Esa condición de apóstata hizo parte de su vida de solitario. Decía que de niño se dedicaba a contemplar insectos bajo las piedras o a oír la música de una llave goteando en una alberca. Por eso muy pronto renegó de la gavilla del Nadaísmo. Reconocía su valía como remezón a la parroquia enmohecida, como conjura de amistad y como tropa con la que hizo sus estudios de posgrado en cárceles y reformatorios. Pero sabía que su vida la haría frente a su biblioteca. Y su casa era una arrume de libros que no podría tener ese nombre noble. Libros empolvados, subrayados, deshojados sobre mesas y sillas, libros en el suelo, consultados a deshoras, libros más leídos que atesorados. Él mismo se decía maniaco de esa enfermedad que adquirió a los tres años cuando todavía no sabía leer. Alguna vez escribió acerca del vicio entrañable de San Francisco de Asís que recogía del suelo cualquier despojo que tuviera algo escrito. En eso es seguro que también fue santo. Leía desde la filosofía hasta las revistas sin corazón, pasando por un esoterismo dudoso que nunca entendí.
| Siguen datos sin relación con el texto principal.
impl Drone {
    fn new(id: DroneId, pos: GridPos, role: Role, params: DroneConfig, base: usize, base_pos: GridPos) -> Self {
        Self {
            id,
            pos,
            role,
            desired_distance: params.desired_distance(),
            state: DroneState::Idle,
            battery: Battery::from_config(&params),
            knowledge: Knowledge::new(id, base_pos, params.follower_capacity()),
            outbox: Outbox::new(),
            target: None,
            base,
            debug: false,
            params,
        }
    }

    /// Drone id
    pub fn id(&self) -> DroneId {
        self.id
    }

    /// Current cell
    pub fn position(&self) -> GridPos {
        self.pos
    }

    /// Current role
    pub fn role(&self) -> Role {
        self.role
    }

    /// Override the role
    pub fn set_role(&mut self, role: Role) {
        self.role = role;
    }

    /// Current state machine state
    pub fn state(&self) -> DroneState {
        self.state
    }

    /// Parameters the drone was created with
    pub fn params(&self) -> &DroneConfig {
        &self.params
    }

    /// Station-keeping distance
    pub fn desired_distance(&self) -> u32 {
        self.desired_distance
    }

    /// Battery
    pub fn battery(&self) -> &Battery {
        &self.battery
    }

    /// Mutable battery
    pub fn battery_mut(&mut self) -> &mut Battery {
        &mut self.battery
    }

    /// Local knowledge
    pub fn knowledge(&self) -> &Knowledge {
        &self.knowledge
    }

    /// Mutable local knowledge
    pub fn knowledge_mut(&mut self) -> &mut Knowledge {
        &mut self.knowledge
    }

    /// Outgoing buffer
    pub fn outbox(&self) -> &Outbox {
        &self.outbox
    }

    /// Last navigation target
    pub fn target(&self) -> Option<GridPos> {
        self.target
    }

    /// Index of the home base
    pub fn base_index(&self) -> usize {
        self.base
    }

    /// Whether transitions are logged at debug level
    pub fn is_debug(&self) -> bool {
        self.debug
    }

    /// Log this drone's transitions at debug level
    pub fn set_debug(&mut self, debug: bool) {
        self.debug = debug;
    }

    /// Whether the drone keeps its desired distance to the closest leader
    pub fn is_in_formation(&self) -> bool {
        self.knowledge.is_in_formation(self.desired_distance)
    }

    /// Standing on the home base cell
    pub fn is_at_base(&self) -> bool {
        self.pos == self.knowledge.base_pos()
    }

    /// Chebyshev distance to the home base
    pub fn distance_to_base(&self) -> u32 {
        self.pos.chebyshev_distance(&self.knowledge.base_pos())
    }

    /// Read-only snapshot for visualization
    pub fn telemetry(&self) -> DroneTelemetry {
        DroneTelemetry {
            id: self.id,
            position: self.pos,
            role: self.role,
            state: self.state.as_str(),
            battery_percent: self.battery.current_charge_percentage(),
            links: self.knowledge.network.links().collect(),
        }
    }
}

/// Arena of all drones and bases
#[derive(Debug, Clone, Default)]
pub struct Swarm {
    drones: Vec<Drone>,
    bases: Vec<DroneBase>,
}
use thiserror::Error;

#[derive(Error, Debug)]
pub enum SchoolDataError {
    #[error("I/O error: {0}")]
    Io(#[from] std::io::Error),

    #[error("JSON deserialization failed: {0}")]
    Json(#[from] serde_json::Error),

    #[error("CSV parsing failed: {0}")]
    Csv(#[from] csv::Error),

    #[error("TOML deserialization failed: {0}")]
    Toml(#[from] toml::de::Error),

    #[error("Failed to move finished output into place: {0}")]
    Persist(#[from] tempfile::PersistError),

    #[error("Configuration error: {0}")]
    Config(String),

    #[error("Missing required field: {0}")]
    MissingField(String),
}

pub type Result<T> = std::result::Result<T, SchoolDataError>;
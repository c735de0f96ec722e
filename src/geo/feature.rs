use serde::{Deserialize, Deserializer, Serialize};
use serde_json::{Map, Number, Value};

use crate::constants::NAME_PROPERTY;
use crate::geo::distance::GeoPoint;

/// Feature properties keep their insertion order when written back out
pub type Properties = Map<String, Value>;

pub const FEATURE_TYPE: &str = "Feature";
pub const FEATURE_COLLECTION_TYPE: &str = "FeatureCollection";

fn feature_type() -> String {
    FEATURE_TYPE.to_string()
}

fn feature_collection_type() -> String {
    FEATURE_COLLECTION_TYPE.to_string()
}

/// `"properties": null` is legal GeoJSON; treat it like an empty mapping
fn properties_or_empty<'de, D>(deserializer: D) -> Result<Properties, D::Error>
where
    D: Deserializer<'de>,
{
    Ok(Option::<Properties>::deserialize(deserializer)?.unwrap_or_default())
}

/// One school as a GeoJSON feature
#[derive(Debug, Clone, PartialEq, Serialize, Deserialize)]
pub struct Feature {
    #[serde(rename = "type", default = "feature_type")]
    pub kind: String,
    /// Passed through untouched; only point coordinates are ever read
    #[serde(default)]
    pub geometry: Value,
    #[serde(default, deserialize_with = "properties_or_empty")]
    pub properties: Properties,
    /// Any other members (`id`, `bbox`, ...)
    #[serde(flatten)]
    pub extra: Map<String, Value>,
}

impl Feature {
    pub fn new(geometry: Value, properties: Properties) -> Self {
        Self {
            kind: feature_type(),
            geometry,
            properties,
            extra: Map::new(),
        }
    }

    /// Build a point feature, mostly useful for fixtures
    pub fn point(lon: f64, lat: f64, properties: Properties) -> Self {
        let geometry = serde_json::json!({
            "type": "Point",
            "coordinates": [lon, lat],
        });
        Self::new(geometry, properties)
    }

    /// The raw `[lon, lat]` numbers of the geometry, in file order
    pub fn coordinate_numbers(&self) -> Option<(&Number, &Number)> {
        let coordinates = self.geometry.get("coordinates")?.as_array()?;
        match coordinates.as_slice() {
            [Value::Number(lon), Value::Number(lat), ..] => Some((lon, lat)),
            _ => None,
        }
    }

    pub fn location(&self) -> Option<GeoPoint> {
        let (lon, lat) = self.coordinate_numbers()?;
        Some(GeoPoint::new(lat.as_f64()?, lon.as_f64()?))
    }

    /// The `name` property, or "" when missing or not a string
    pub fn name(&self) -> &str {
        self.property_str(NAME_PROPERTY).unwrap_or("")
    }

    pub fn property_str(&self, key: &str) -> Option<&str> {
        self.properties.get(key).and_then(Value::as_str)
    }

    /// A scalar property rendered as text; "" when missing or not scalar
    pub fn property_text(&self, key: &str) -> String {
        match self.properties.get(key) {
            Some(Value::String(s)) => s.clone(),
            Some(Value::Number(n)) => n.to_string(),
            Some(Value::Bool(b)) => b.to_string(),
            _ => String::new(),
        }
    }
}

/// An ordered GeoJSON feature collection
#[derive(Debug, Clone, PartialEq, Serialize, Deserialize)]
pub struct FeatureCollection {
    #[serde(rename = "type", default = "feature_collection_type")]
    pub kind: String,
    #[serde(default)]
    pub features: Vec<Feature>,
    /// Any other top-level members (`name`, `crs`, ...)
    #[serde(flatten)]
    pub extra: Map<String, Value>,
}

impl FeatureCollection {
    pub fn new(features: Vec<Feature>) -> Self {
        Self {
            kind: feature_collection_type(),
            features,
            extra: Map::new(),
        }
    }

    pub fn len(&self) -> usize {
        self.features.len()
    }

    pub fn is_empty(&self) -> bool {
        self.features.is_empty()
    }
}

impl Default for FeatureCollection {
    fn default() -> Self {
        Self::new(Vec::new())
    }
}
use serde::Serialize;
use std::collections::HashSet;

use crate::constants::{GRADE_FIELD, REMOVED_GRADE};
use crate::geo::{Feature, FeatureCollection, GeoPoint};

/// A school found near one of the reference points
#[derive(Debug, Clone, Serialize)]
pub struct NearbySchool {
    pub feature: Feature,
    pub distance_miles: f64,
    /// The reference point the school was found from
    pub reference: GeoPoint,
}

/// Schools within `radius_miles` (inclusive) of any reference point.
///
/// Schools graded "Remove" are hidden. A school close to several reference
/// points is reported once, for the first point that finds it. Results are
/// ordered nearest first.
pub fn nearby_schools(
    collection: &FeatureCollection,
    references: &[GeoPoint],
    radius_miles: f64,
) -> Vec<NearbySchool> {
    let mut seen = HashSet::new();
    let mut hits = Vec::new();

    for reference in references {
        for feature in &collection.features {
            if feature.property_str(GRADE_FIELD) == Some(REMOVED_GRADE) {
                continue;
            }
            let Some(location) = feature.location() else {
                continue;
            };
            let distance_miles = reference.distance_to(&location);
            if distance_miles > radius_miles {
                continue;
            }
            if !seen.insert(school_identity(feature)) {
                continue;
            }
            hits.push(NearbySchool {
                feature: feature.clone(),
                distance_miles,
                reference: *reference,
            });
        }
    }

    hits.sort_by(|a, b| a.distance_miles.total_cmp(&b.distance_miles));
    hits
}

fn school_identity(feature: &Feature) -> String {
    let coordinates = feature
        .coordinate_numbers()
        .map(|(lon, lat)| format!("{},{}", lon, lat))
        .unwrap_or_default();
    format!("{}_{}", feature.name(), coordinates)
}

fn grade_label(code: &str) -> &str {
    match code {
        "PK" => "Pre-K",
        "KG" => "Kindergarten",
        "1" => "1st",
        "2" => "2nd",
        "3" => "3rd",
        "4" => "4th",
        "5" => "5th",
        "6" => "6th",
        "7" => "7th",
        "8" => "8th",
        "9" => "9th",
        "10" => "10th",
        "11" => "11th",
        "12" => "12th",
        other => other,
    }
}

/// Human readable grade span, e.g. `PK`/`8` becomes "Pre-K - 8th"
pub fn format_grade_range(start_grade: &str, end_grade: &str) -> String {
    let start = grade_label(start_grade);
    let end = grade_label(end_grade);
    match (start.is_empty(), end.is_empty()) {
        (true, true) => "N/A".to_string(),
        (false, true) => start.to_string(),
        (true, false) => end.to_string(),
        (false, false) => format!("{} - {}", start, end),
    }
}

/// Tuition for display: numeric values become `$12,500`, anything else is
/// shown as written, and an empty value is "N/A"
pub fn format_tuition(tuition: &str) -> String {
    let raw = tuition.trim();
    if raw.is_empty() {
        return "N/A".to_string();
    }

    let cleaned: String = raw.chars().filter(|c| *c != '$' && *c != ',').collect();
    match cleaned.trim().parse::<f64>() {
        Ok(amount) if amount.is_finite() && amount >= 0.0 => format!("${}", group_thousands(amount)),
        _ => raw.to_string(),
    }
}

fn group_thousands(amount: f64) -> String {
    let cents = (amount * 100.0).round() as u64;
    let whole = (cents / 100).to_string();

    let mut grouped = String::with_capacity(whole.len() + whole.len() / 3);
    for (i, digit) in whole.chars().enumerate() {
        if i > 0 && (whole.len() - i) % 3 == 0 {
            grouped.push(',');
        }
        grouped.push(digit);
    }

    match cents % 100 {
        0 => grouped,
        fraction => format!("{}.{:02}", grouped, fraction),
    }
}

/// Coarse bucket of a letter grade, used to colour map pins
#[derive(Debug, Clone, Copy, PartialEq, Eq, Serialize)]
pub enum GradeTier {
    Top,
    Middle,
    Low,
    Unrated,
}

impl GradeTier {
    pub fn from_grade(grade: &str) -> Self {
        if grade.is_empty() || grade == "N/A" || grade == "Unknown" {
            return GradeTier::Unrated;
        }
        match grade.chars().next() {
            Some('A') => GradeTier::Top,
            Some('B') => GradeTier::Middle,
            Some('C') | Some('D') => GradeTier::Low,
            _ => GradeTier::Unrated,
        }
    }

    pub fn as_str(&self) -> &'static str {
        match self {
            GradeTier::Top => "top",
            GradeTier::Middle => "middle",
            GradeTier::Low => "low",
            GradeTier::Unrated => "unrated",
        }
    }
}

#[cfg(test)]
mod tests {
    use super::*;
    use crate::constants::EARTH_RADIUS_MILES;
    use crate::geo::Properties;
    use serde_json::json;

    fn school(name: &str, lon: f64, lat: f64, grade: &str) -> Feature {
        let mut props = Properties::new();
        props.insert("name".into(), json!(name));
        props.insert("Grade".into(), json!(grade));
        Feature::point(lon, lat, props)
    }

    fn degrees_for(miles: f64) -> f64 {
        miles / (EARTH_RADIUS_MILES * std::f64::consts::PI / 180.0)
    }

    #[test]
    fn finds_schools_within_radius_nearest_first() {
        let home = GeoPoint::new(47.0, -122.0);
        let collection = FeatureCollection::new(vec![
            school("Far", -122.0, 47.0 + degrees_for(8.0), "A"),
            school("Outside", -122.0, 47.0 + degrees_for(12.0), "A"),
            school("Near", -122.0, 47.0 + degrees_for(1.0), "B"),
        ]);

        let hits = nearby_schools(&collection, &[home], 10.0);
        let names: Vec<&str> = hits.iter().map(|h| h.feature.name()).collect();
        assert_eq!(names, ["Near", "Far"]);
        assert!((hits[0].distance_miles - 1.0).abs() < 1e-6);
        assert_eq!(hits[0].reference, GeoPoint::new(47.0, -122.0));
    }

    #[test]
    fn removed_schools_are_hidden() {
        let collection = FeatureCollection::new(vec![school("Gone", 0.0, 0.0, "Remove")]);
        assert!(nearby_schools(&collection, &[GeoPoint::new(0.0, 0.0)], 10.0).is_empty());
    }

    #[test]
    fn schools_near_several_points_are_reported_once() {
        let collection = FeatureCollection::new(vec![school("Shared", 0.0, 0.0, "")]);
        let refs = [GeoPoint::new(0.0, 0.01), GeoPoint::new(0.0, -0.01)];
        let hits = nearby_schools(&collection, &refs, 10.0);
        assert_eq!(hits.len(), 1);
        assert_eq!(hits[0].reference, GeoPoint::new(0.0, 0.01));
    }

    #[test]
    fn features_without_coordinates_are_ignored() {
        let collection = FeatureCollection::new(vec![Feature::new(json!(null), Properties::new())]);
        assert!(nearby_schools(&collection, &[GeoPoint::new(0.0, 0.0)], 10.0).is_empty());
    }

    #[test]
    fn grade_range_formatting() {
        assert_eq!(format_grade_range("PK", "8"), "Pre-K - 8th");
        assert_eq!(format_grade_range("KG", "12"), "Kindergarten - 12th");
        assert_eq!(format_grade_range("", "3"), "3rd");
        assert_eq!(format_grade_range("9", ""), "9th");
        assert_eq!(format_grade_range("", ""), "N/A");
        assert_eq!(format_grade_range("UG", "13"), "UG - 13");
    }

    #[test]
    fn tuition_formatting() {
        assert_eq!(format_tuition("12500"), "$12,500");
        assert_eq!(format_tuition("$1,234,567"), "$1,234,567");
        assert_eq!(format_tuition("950"), "$950");
        assert_eq!(format_tuition("10000.5"), "$10,000.50");
        assert_eq!(format_tuition(" 0 "), "$0");
        assert_eq!(format_tuition("Contact school"), "Contact school");
        assert_eq!(format_tuition(""), "N/A");
    }

    #[test]
    fn grade_tiers() {
        assert_eq!(GradeTier::from_grade("A+"), GradeTier::Top);
        assert_eq!(GradeTier::from_grade("B-"), GradeTier::Middle);
        assert_eq!(GradeTier::from_grade("C"), GradeTier::Low);
        assert_eq!(GradeTier::from_grade("D+"), GradeTier::Low);
        assert_eq!(GradeTier::from_grade("N/A"), GradeTier::Unrated);
        assert_eq!(GradeTier::from_grade("Unknown"), GradeTier::Unrated);
        assert_eq!(GradeTier::from_grade("F"), GradeTier::Unrated);
        assert_eq!(GradeTier::from_grade(""), GradeTier::Unrated);
    }
}
// Data processing pipeline: ingestion, processing, and the file-level runner

pub mod ingestion;
pub mod processing;
pub mod runner;

pub use runner::{EnrichResult, Pipeline, SimplifyResult, SizeReport};
pub mod enrich_use_case;
pub mod ports;
pub mod simplify_use_case;

pub use enrich_use_case::{EnrichOutcome, EnrichUseCase};
pub use simplify_use_case::{SimplifyOutcome, SimplifyUseCase};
Ese impulso de lector lo llevó a la precoz escritura. Cuando tenía 25 años había publicado ocho libros de poesía. El teclado era su gran afición, la alegría de un hombre que desdeñaba la comida, el espectáculo de los deportes y los destellos de la televisión. Cuando uno le preguntaba en qué había ocupado una mañana cualquiera, respondía la risa del holgazán: “Estuve cambiándole los zapaticos a dos personajes de un cuento que estoy escribiendo”. Ese escritor impenitente y erudito tenía la característica de huirle siempre al tono del profesor. Hablaba de filosofía con el señor que cogía las goteras en el techo de su casa. Podía conectar los males de la cañabrava con alguna cuestión fundamental. Esa era otra de sus experticias, el poder de unir, por medio de una cita, una mentira o una idea alucinada, lo que parece más lejano. Las dotes del aforista involuntario.

Murió hace una semana larga en medio de una ventisca que destechó casas y asustó árboles en todo el Valle de Aburrá. Estaba en su natal Envigado y sus eternos retornos. Un día antes de morir estaba con el computador sobre sus piernas intentando escribir su columna de El Tiempo. Quisiera leer esa pequeña hoja dolorosa y confusa, quisiera tenerla como una corta oración. Tenía razón en uno de sus poemas de juventud, sabía de sus riesgos: “Y el peor defecto es tener máquina de escribir”.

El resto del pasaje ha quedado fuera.